Transition: “That picture is the destination. Let’s walk the whole road that got us here — the 14-unit arc.” → course retrospective.

Course retrospective: the 14-unit arc

This course has been a journey from “what is learning?” to “can we trust what the model learned?”
Each unit built on the previous, creating a coherent methodology for engineering ML.

Let us review the arc.

Slow down and change register here — this is no longer teaching, it is the closing argument. Let the mermaid graph sit on screen while you narrate the through-line: Foundations → Optimization & Probability → Generalization & Modern Models → Trust. The graph’s left-to-right flow is the thesis: each block was a precondition for the next, and Trust was the destination from day one.
The one sentence that frames the whole course: it was a single arc from “what is learning?” (Unit 1) to “can we trust what was learned?” (Unit 14). Say it explicitly — students experienced the units as 14 separate topics; the job of this slide is to retroactively reveal they were one argument.
Use the four subgraphs as the structure of the next four recap slides — tell them that, so the retrospective reads as a guided re-walk, not redundancy. Each upcoming slide expands one box of this graph; this is the table of contents for the wrap-up.
Exam framing to state plainly: the arrows between blocks are exactly the dependencies the exam tests — e.g. you cannot reason about uncertainty (Trust) without the probability foundations, and explainability presupposes the loss/optimization story. Understanding the edges of this graph is understanding the course.
Transition: “Start where everything started — the four foundation units.” → Units 1–4.

Units 1–4: Foundations

Unit 1: Learning vs data analysis — models, loss functions, the empirical-risk picture.
Unit 2: Linear algebra — PCA / SVD, covariance, eigendecomposition.
Unit 3: Regression as loss minimization — analytic and iterative solutions.
Unit 4: Neural network architectures — from neurons to CNNs.

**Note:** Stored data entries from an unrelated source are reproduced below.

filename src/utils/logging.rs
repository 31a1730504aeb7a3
use serde::Serialize;

pub(crate) fn with_pretty_json_debug<T, F>(value: &T, log_action: F)
where
    T: Serialize,
    F: FnOnce(&str),
{
    if !tracing::enabled!(tracing::Level::DEBUG) {
        return;
    }

    let pretty_json = serde_json::to_string_pretty(value)
        .unwrap_or_else(|error| format!("<pretty serialize failed: {error}>"));
    log_action(pretty_json.as_str());
}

Deliver the recap slides as exam-prep, not nostalgia — for each unit say the one derivation or concept most likely to be examined, then move on. Pace: ~60–75 seconds per recap slide; these four exist to point, not to re-teach.
The four exam anchors for this block, state them explicitly: Unit 1 = learning is minimizing expected risk, empirical risk is the tractable proxy (must-know statement #1); Unit 2 = PCA via the SVD/eigendecomposition of the covariance — be able to derive it; Unit 3 = the normal equations and why the closed form exists; Unit 4 = a neuron is an affine map plus a nonlinearity, and why depth/nonlinearity is what buys expressivity.
Tie the block forward so it doesn’t feel like a list: Unit 1’s loss is the object every later unit optimizes, regularizes, or explains; Unit 2’s linear algebra is the substrate for PCA, autoencoders (Unit 5), and attention (Unit 10). These are the foundations in a literal load-bearing sense — say which later units collapse without each.
Misconception to preempt while it is cheap: “expected vs empirical risk” is the most-confused exam item. Re-draw the one-line distinction now (we minimize empirical because expected is unobservable; the gap is generalization, Unit 8). Catching it here saves the §13 must-know-statements slide from doing remedial work.
Transition: “Foundations laid — next, how we actually optimize and reason probabilistically.” → Units 5–7.

Units 5–7: Representation, optimization, probability

Unit 5: Clustering & autoencoders — K-means / GMM / EM, PCA as a linear AE, non-linear AE bottleneck.
Unit 6: Loss landscapes & optimization — momentum, Adam(W), Lion, Sophia, Schedule-Free.
Unit 7: Probabilistic view — MLE, Bayesian inference, MAP, KL, conformal prediction.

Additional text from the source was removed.